Recently, the Bitcoin difficulty-adjusted puell multiple has remained below one, which could suggest ongoing pressure on BTC miners.

According to an analyst at Glassnode, miners currently earn approximately 12% less than the yearly average. The puell multiple is a key metric used to determine this, measuring the ratio between daily Bitcoin miner revenue (in USD) and the 365-day moving average of the same.

🧵/5. By adjusting the difficulty change, the Puell Multiple can show a more realistic estimation of contraction in miners' revenue. Investigating the Adjusted-Puell Multiple shows that miners are still earning 12% less than their yearly average income. pic.twitter.com/uMxTx0QNJX

— CryptoVizArt.₿ | ZiCast 🎙 (@CryptoVizArt) April 13, 2023

When the puell multiple is greater than one, miners are making more than their average for the past year, which is typically profitable for them. Conversely, values below this threshold imply that miner revenues are below the yearly average, which could mean miners are coming under pressure.

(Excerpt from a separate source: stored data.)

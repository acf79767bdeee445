//! Simulated packet loss.
//!
//! Software devices consult a [`Loss`] filter for every transmitted frame and silently discard
//! the frames it selects. This provokes retransmission and recovery paths in tests.
//!
//! [`Loss`]: trait.Loss.html

/// Decides the fate of transmitted frames.
pub trait Loss {
    /// Return `true` to discard the frame.
    fn lose(&mut self, frame: &[u8]) -> bool;
}

impl<F> Loss for F where F: FnMut(&[u8]) -> bool {
    fn lose(&mut self, frame: &[u8]) -> bool {
        self(frame)
    }
}

/// Reproducible loss, driven by a seeded generator or a fixed pattern.
#[derive(Clone, Debug)]
pub struct PrngLoss {
    pattern: Pattern,
    prng: Xoshiro256,
}

#[derive(Clone, Copy, Debug)]
enum Pattern {
    /// Each frame is lost when a roll falls at or below the rate, a 0.32 fixed point fraction.
    Uniform(Option<u32>),
    /// The first `lost` frames of every `period` are lost.
    Burst { lost: u32, period: u32, at: u32 },
}

impl PrngLoss {
    /// Lose frames independently at `rate`, or never with `None`.
    pub fn uniform(rate: Option<u32>, seed: u64) -> Self {
        PrngLoss {
            pattern: Pattern::Uniform(rate),
            prng: Xoshiro256::new(seed),
        }
    }

    /// Lose `lost` consecutive frames out of every `period`.
    ///
    /// # Panics
    /// When `period` is zero or shorter than `lost`.
    pub fn burst(lost: u32, period: u32) -> Self {
        assert!(period > 0 && lost <= period, "burst of {} in period {}", lost, period);
        PrngLoss {
            pattern: Pattern::Burst { lost, period, at: 0 },
            prng: Xoshiro256::new(0),
        }
    }

    /// Decide the fate of the next frame, `true` meaning it is lost.
    pub fn next(&mut self) -> bool {
        match &mut self.pattern {
            Pattern::Uniform(None) => false,
            Pattern::Uniform(Some(rate)) => (self.prng.next() >> 32) as u32 <= *rate,
            Pattern::Burst { lost, period, at } => {
                let fate = *at < *lost;
                *at = (*at + 1) % *period;
                fate
            },
        }
    }
}

impl Loss for PrngLoss {
    fn lose(&mut self, _: &[u8]) -> bool {
        self.next()
    }
}

/// The xoshiro256** generator.
#[derive(Copy, Clone, Debug, Hash)]
pub struct Xoshiro256 {
    state: [u64; 4],
}

impl Xoshiro256 {
    /// Seed the generator, spreading the seed with splitmix64 so the state is never all zero.
    pub fn new(seed: u64) -> Self {
        let mut z = seed;
        let mut state = [0; 4];
        for word in state.iter_mut() {
            z = z.wrapping_add(0x9e37_79b9_7f4a_7c15);
            let mut x = z;
            x = (x ^ (x >> 30)).wrapping_mul(0xbf58_476d_1ce4_e5b9);
            x = (x ^ (x >> 27)).wrapping_mul(0x94d0_49bb_1331_11eb);
            *word = x ^ (x >> 31);
        }
        Xoshiro256 { state }
    }

    pub fn next(&mut self) -> u64 {
        let [a, b, c, d] = self.state;
        let result = b.wrapping_mul(5).rotate_left(7).wrapping_mul(9);
        let c = c ^ a;
        let d = d ^ b;
        let b = b ^ c;
        let a = a ^ d;
        self.state = [a, b, c ^ (self.state[1] << 17), d.rotate_left(45)];
        result
    }
}

#[cfg(test)]
mod tests {
    use super::{Loss, PrngLoss};

    #[test]
    fn burst() {
        let mut loss = PrngLoss::burst(1, 10);
        let fates: Vec<bool> = (0..20).map(|_| loss.next()).collect();
        assert_eq!(fates.iter().filter(|&&lost| lost).count(), 2);
        assert!(fates[0] && fates[10]);

        let mut loss = PrngLoss::burst(3, 3);
        assert!((0..100).all(|_| loss.next()));
    }

    #[test]
    fn uniform_rates() {
        let mut off = PrngLoss::uniform(None, 42);
        assert!((0..100).all(|_| !off.lose(&[])));

        let mut half = PrngLoss::uniform(Some(u32::max_value() / 2), 7);
        let lost = (0..10_000).filter(|_| half.next()).count();
        assert!(lost > 4_500 && lost < 5_500, "lost {}", lost);

        let mut same = PrngLoss::uniform(Some(u32::max_value() / 2), 7);
        let mut again = PrngLoss::uniform(Some(u32::max_value() / 2), 7);
        assert!((0..100).all(|_| same.next() == again.next()));
    }

    #[test]
    fn closure_filter() {
        let mut seen = 0;
        let mut every_other = |_: &[u8]| { seen += 1; seen % 2 == 0 };
        let lost = (0..10).filter(|_| every_other.lose(&[])).count();
        assert_eq!(lost, 5);
    }
}
//! Internet Protocol version 4 headers.
//!
//! Options are skipped on receipt and never emitted. Fragments are recognized and refused.
use core::fmt;
use core::ops::Range;
use byteorder::{ByteOrder, NetworkEndian};

use super::{Error, IpProtocol, Result};
use super::checksum;

/// An IPv4 address.
#[derive(Debug, Hash, PartialEq, Eq, PartialOrd, Ord, Clone, Copy, Default)]
pub struct Address(pub [u8; 4]);

impl Address {
    pub const BROADCAST: Address = Address([0xff; 4]);

    pub const fn new(a: u8, b: u8, c: u8, d: u8) -> Address {
        Address([a, b, c, d])
    }

    /// The address as an integer, first octet most significant.
    pub fn to_network_integer(self) -> u32 {
        u32::from_be_bytes(self.0)
    }

    /// The limited broadcast address.
    pub fn is_broadcast(&self) -> bool {
        *self == Self::BROADCAST
    }
}

impl fmt::Display for Address {
    fn fmt(&self, f: &mut fmt::Formatter) -> fmt::Result {
        let [a, b, c, d] = self.0;
        write!(f, "{}.{}.{}.{}", a, b, c, d)
    }
}

const VER_IHL: usize = 0;
const TOS: usize = 1;
const LENGTH: Range<usize> = 2..4;
const IDENT: Range<usize> = 4..6;
const FLAGS_OFFSET: Range<usize> = 6..8;
const TTL: usize = 8;
const PROTOCOL: usize = 9;
const CHECKSUM: Range<usize> = 10..12;
const SRC_ADDR: Range<usize> = 12..16;
const DST_ADDR: Range<usize> = 16..20;

/// Length of a header without options.
pub const HEADER_LEN: usize = DST_ADDR.end;

const DONT_FRAGMENT: u16 = 0x4000;
const MORE_FRAGMENTS: u16 = 0x2000;
const OFFSET_MASK: u16 = 0x1fff;

/// A read/write view of a datagram.
#[derive(Debug, Clone)]
pub struct Packet<T> {
    buffer: T,
}

impl<T: AsRef<[u8]>> Packet<T> {
    pub fn new_unchecked(buffer: T) -> Packet<T> {
        Packet { buffer }
    }

    /// Wrap a buffer after [`check_len`](#method.check_len).
    pub fn new_checked(buffer: T) -> Result<Packet<T>> {
        let packet = Packet { buffer };
        packet.check_len()?;
        Ok(packet)
    }

    /// Ensure that no accessor will panic.
    ///
    /// The buffer may be longer than the total length, as with Ethernet padding, but never
    /// shorter. The header must fit into the total length.
    pub fn check_len(&self) -> Result<()> {
        let len = self.buffer.as_ref().len();
        if len < HEADER_LEN {
            return Err(Error::Truncated);
        }
        let header = usize::from(self.header_len());
        let total = usize::from(self.total_len());
        if header < HEADER_LEN || header > total {
            Err(Error::Malformed)
        } else if len < total {
            Err(Error::Truncated)
        } else {
            Ok(())
        }
    }

    pub fn into_inner(self) -> T {
        self.buffer
    }

    fn read_u16(&self, range: Range<usize>) -> u16 {
        NetworkEndian::read_u16(&self.buffer.as_ref()[range])
    }

    fn addr(&self, range: Range<usize>) -> Address {
        let mut addr = Address::default();
        addr.0.copy_from_slice(&self.buffer.as_ref()[range]);
        addr
    }

    pub fn version(&self) -> u8 {
        self.buffer.as_ref()[VER_IHL] >> 4
    }

    /// The header length in octets, options included.
    pub fn header_len(&self) -> u8 {
        (self.buffer.as_ref()[VER_IHL] & 0xf) * 4
    }

    pub fn total_len(&self) -> u16 {
        self.read_u16(LENGTH)
    }

    pub fn ident(&self) -> u16 {
        self.read_u16(IDENT)
    }

    /// Whether this is a fragment of a larger datagram.
    pub fn is_fragment(&self) -> bool {
        self.read_u16(FLAGS_OFFSET) & (MORE_FRAGMENTS | OFFSET_MASK) != 0
    }

    pub fn hop_limit(&self) -> u8 {
        self.buffer.as_ref()[TTL]
    }

    pub fn protocol(&self) -> IpProtocol {
        self.buffer.as_ref()[PROTOCOL].into()
    }

    pub fn checksum(&self) -> u16 {
        self.read_u16(CHECKSUM)
    }

    pub fn src_addr(&self) -> Address {
        self.addr(SRC_ADDR)
    }

    pub fn dst_addr(&self) -> Address {
        self.addr(DST_ADDR)
    }

    /// Validate the header checksum. Always passes when fuzzing.
    pub fn verify_checksum(&self) -> bool {
        let header = &self.buffer.as_ref()[..usize::from(self.header_len())];
        cfg!(fuzzing) || checksum::data(header) == !0
    }

    /// The payload up to the total length, any padding cut off.
    pub fn payload_slice(&self) -> &[u8] {
        let range = usize::from(self.header_len())..usize::from(self.total_len());
        &self.buffer.as_ref()[range]
    }
}

impl<T: AsRef<[u8]> + AsMut<[u8]>> Packet<T> {
    fn write_u16(&mut self, range: Range<usize>, value: u16) {
        NetworkEndian::write_u16(&mut self.buffer.as_mut()[range], value)
    }

    pub fn set_ident(&mut self, value: u16) {
        self.write_u16(IDENT, value)
    }

    /// Overwrite the flags and the fragment offset in one go.
    pub fn set_flags_and_offset(&mut self, value: u16) {
        self.write_u16(FLAGS_OFFSET, value)
    }

    pub fn set_hop_limit(&mut self, value: u8) {
        self.buffer.as_mut()[TTL] = value
    }

    pub fn set_checksum(&mut self, value: u16) {
        self.write_u16(CHECKSUM, value)
    }

    /// Compute the header checksum, after every other header field is final.
    pub fn fill_checksum(&mut self) {
        self.set_checksum(0);
        let header_len = usize::from(self.header_len());
        let sum = checksum::data(&self.buffer.as_ref()[..header_len]);
        self.set_checksum(!sum)
    }

    pub fn payload_mut_slice(&mut self) -> &mut [u8] {
        let range = usize::from(self.header_len())..usize::from(self.total_len());
        &mut self.buffer.as_mut()[range]
    }
}

/// The parsed header of an unfragmented datagram.
#[derive(Debug, Clone, Copy, PartialEq, Eq)]
pub struct Repr {
    pub src_addr:    Address,
    pub dst_addr:    Address,
    pub protocol:    IpProtocol,
    pub payload_len: usize,
    pub hop_limit:   u8,
}

impl Repr {
    /// Parse and validate a datagram.
    ///
    /// Fragments are refused with `Error::Unsupported`, there is no reassembly.
    pub fn parse<T: AsRef<[u8]>>(packet: &Packet<T>) -> Result<Repr> {
        packet.check_len()?;
        if packet.version() != 4 {
            return Err(Error::Malformed);
        }
        if !packet.verify_checksum() {
            return Err(Error::WrongChecksum);
        }
        if packet.is_fragment() {
            return Err(Error::Unsupported);
        }

        Ok(Repr {
            src_addr:    packet.src_addr(),
            dst_addr:    packet.dst_addr(),
            protocol:    packet.protocol(),
            payload_len: packet.payload_slice().len(),
            hop_limit:   packet.hop_limit(),
        })
    }

    /// The length of the emitted header.
    pub fn buffer_len(&self) -> usize {
        HEADER_LEN
    }

    /// Write the header with DF set and identification zero.
    ///
    /// The checksum is left to [`fill_checksum`](struct.Packet.html#method.fill_checksum) so the
    /// caller may still set the identification.
    pub fn emit<T: AsRef<[u8]> + AsMut<[u8]>>(&self, packet: &mut Packet<T>) {
        {
            let data = packet.buffer.as_mut();
            data[VER_IHL] = 0x40 | (HEADER_LEN / 4) as u8;
            data[TOS] = 0;
            data[PROTOCOL] = self.protocol.into();
            data[SRC_ADDR].copy_from_slice(&self.src_addr.0);
            data[DST_ADDR].copy_from_slice(&self.dst_addr.0);
        }
        packet.write_u16(LENGTH, (HEADER_LEN + self.payload_len) as u16);
        packet.set_ident(0);
        packet.set_flags_and_offset(DONT_FRAGMENT);
        packet.set_hop_limit(self.hop_limit);
        packet.set_checksum(0);
    }
}

impl fmt::Display for Repr {
    fn fmt(&self, f: &mut fmt::Formatter) -> fmt::Result {
        write!(f, "IPv4 {}->{} proto={} len={} ttl={}",
               self.src_addr, self.dst_addr, self.protocol, self.payload_len, self.hop_limit)
    }
}
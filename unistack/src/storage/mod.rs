//! Memory management of the stack.
//!
//! The [`BufferStore`] owns all packet memory. A [`Packet`] is a reference counted view onto one
//! buffer lent from it, and the [`Assembler`] tracks which parts of a byte stream arrived.
//!
//! [`BufferStore`]: buffer/struct.BufferStore.html
//! [`Packet`]: packet/struct.Packet.html
//! [`Assembler`]: assembler/struct.Assembler.html
pub mod assembler;
pub mod buffer;
pub mod packet;

pub use self::assembler::{Assembler, Contig, TooManyHoles};

pub use self::buffer::{
    Buffer,
    BufferStore,
    Config as BufferConfig,
    Error as BufferError,
    ReleasePolicy};

pub use self::packet::{Layer, Packet, Status};
//! Round trip time measurement and the retransmission timeout of RFC 6298.
use crate::time::{Duration, Instant};
use crate::wire::TcpSeqNumber;

/// Clock granularity, the smallest variance margin added to the smoothed round trip time.
pub const CLOCK_G: Duration = Duration::from_millis(1);

/// Weight of the variance margin.
const K: u32 = 4;

/// Estimator of the round trip time, with at most one running measurement.
#[derive(Clone, Copy, Debug, PartialEq, Eq)]
pub struct Rttm {
    srtt: Option<Duration>,
    rttvar: Duration,
    rto: Duration,
    min_rto: Duration,
    max_rto: Duration,
    /// Start and acknowledging sequence number of the running measurement.
    measuring: Option<(Instant, TcpSeqNumber)>,
}

impl Rttm {
    pub fn new(initial_rto: Duration, min_rto: Duration, max_rto: Duration) -> Self {
        Rttm {
            srtt: None,
            rttvar: Duration::from_millis(0),
            rto: initial_rto,
            min_rto,
            max_rto,
            measuring: None,
        }
    }

    /// The current retransmission timeout.
    pub fn rto(&self) -> Duration {
        self.rto
    }

    pub fn srtt(&self) -> Option<Duration> {
        self.srtt
    }

    pub fn rttvar(&self) -> Duration {
        self.rttvar
    }

    pub fn active(&self) -> bool {
        self.measuring.is_some()
    }

    /// Time a segment whose acknowledgement will be `ack`.
    ///
    /// Ignored while another measurement is running.
    pub fn start(&mut self, now: Instant, ack: TcpSeqNumber) {
        if self.measuring.is_none() {
            self.measuring = Some((now, ack));
        }
    }

    /// Check whether `ack` completes the running measurement.
    pub fn covers(&self, ack: TcpSeqNumber) -> bool {
        match self.measuring {
            Some((_, expected)) => ack >= expected,
            None => false,
        }
    }

    /// Complete the running measurement and update the estimate.
    ///
    /// The first sample of a connection sets the estimate directly, later ones are smoothed into
    /// it. An estimator that never took a sample always treats it as the first.
    pub fn stop(&mut self, now: Instant, first: bool) {
        let started = match self.measuring.take() {
            Some((started, _)) => started,
            None => return,
        };
        let sample = now.saturating_duration_since(started);
        self.sample(sample, first || self.srtt.is_none());
    }

    /// Forget the running measurement, its segment was retransmitted (Karn's algorithm).
    pub fn discard(&mut self) {
        self.measuring = None;
    }

    /// Double the timeout after a retransmission timeout.
    pub fn back_off(&mut self) {
        self.rto = (self.rto * 2).min(self.max_rto);
    }

    /// Override the timeout, as for a timed out SYN.
    pub fn set_rto(&mut self, rto: Duration) {
        self.rto = rto;
    }

    fn sample(&mut self, r: Duration, first: bool) {
        match self.srtt {
            Some(srtt) if !first => {
                // RTTVAR <- 3/4 * RTTVAR + 1/4 * |SRTT - R'|
                let delta = if srtt > r { srtt - r } else { r - srtt };
                self.rttvar = self.rttvar * 3 / 4 + delta / 4;
                // SRTT <- 7/8 * SRTT + 1/8 * R'
                self.srtt = Some(srtt * 7 / 8 + r / 8);
            },
            _ => {
                self.srtt = Some(r);
                self.rttvar = r / 2;
            },
        }

        let srtt = self.srtt.unwrap_or(r);
        let rto = srtt + CLOCK_G.max(self.rttvar * K);
        self.rto = rto.max(self.min_rto).min(self.max_rto);
        net_trace!("tcp: rtt sample {:?}, srtt {:?} rttvar {:?} rto {:?}",
            r, srtt, self.rttvar, self.rto);
    }
}

#[cfg(test)]
mod tests {
    use super::*;

    fn ms(millis: u64) -> Duration {
        Duration::from_millis(millis)
    }

    fn at(millis: i64) -> Instant {
        Instant::from_millis(millis)
    }

    fn rttm() -> Rttm {
        Rttm::new(ms(1000), ms(10), ms(60_000))
    }

    #[test]
    fn first_then_smoothed() {
        let mut rttm = rttm();
        rttm.start(at(0), TcpSeqNumber(100));
        assert!(rttm.covers(TcpSeqNumber(100)));
        rttm.stop(at(100), true);
        assert_eq!(rttm.srtt(), Some(ms(100)));
        assert_eq!(rttm.rttvar(), ms(50));
        assert_eq!(rttm.rto(), ms(300));

        rttm.start(at(1000), TcpSeqNumber(200));
        assert!(!rttm.covers(TcpSeqNumber(150)));
        rttm.stop(at(1200), false);
        let srtt = rttm.srtt().unwrap();
        assert!(srtt > ms(100) && srtt < ms(200));
        assert_eq!(srtt, Duration::from_micros(112_500));
        assert_eq!(rttm.rttvar(), Duration::from_micros(62_500));
        assert_eq!(rttm.rto(), Duration::from_micros(362_500));
    }

    #[test]
    fn first_flag_without_history() {
        let mut rttm = rttm();
        rttm.start(at(0), TcpSeqNumber(1));
        rttm.stop(at(40), false);
        assert_eq!(rttm.srtt(), Some(ms(40)));
    }

    #[test]
    fn single_measurement() {
        let mut rttm = rttm();
        rttm.start(at(0), TcpSeqNumber(10));
        rttm.start(at(50), TcpSeqNumber(20));
        rttm.stop(at(80), true);
        assert_eq!(rttm.srtt(), Some(ms(80)));
        assert!(!rttm.active());
    }

    #[test]
    fn karn_discard() {
        let mut rttm = rttm();
        rttm.start(at(0), TcpSeqNumber(10));
        rttm.discard();
        rttm.stop(at(5000), true);
        assert_eq!(rttm.srtt(), None);
        assert_eq!(rttm.rto(), ms(1000));
    }

    #[test]
    fn bounds_and_backoff() {
        let mut rttm = Rttm::new(ms(1000), ms(1000), ms(3000));
        rttm.start(at(0), TcpSeqNumber(1));
        rttm.stop(at(2), true);
        assert_eq!(rttm.rto(), ms(1000));
        rttm.back_off();
        assert_eq!(rttm.rto(), ms(2000));
        rttm.back_off();
        assert_eq!(rttm.rto(), ms(3000));
        rttm.set_rto(ms(500));
        assert_eq!(rttm.rto(), ms(500));
    }
}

The puell multiple solely focuses on the cryptocurrency’s price and disregards mining difficulty. Mining difficulty is an inherent aspect of the Bitcoin blockchain, regulating the complexity of mining blocks on the network. The objective is maintaining a constant block production rate by adjusting the mining difficulty.

As the hashrate goes up, miners can hash blocks faster, decreasing individual miner revenues due to the fixed block rewards.

Therefore, the “difficulty-adjusted puell multiple” is a modified version of the indicator that provides a more accurate representation of the miners’ situation as it accounts for mining difficulty.

Although the regular puell multiple crossed above the one mark earlier this year when the ongoing rally in Bitcoin’s price started, the difficulty-adjusted version remains below one, indicating that miners are making 12% less than the yearly average.

However, this is not as severe as during the bear market lows.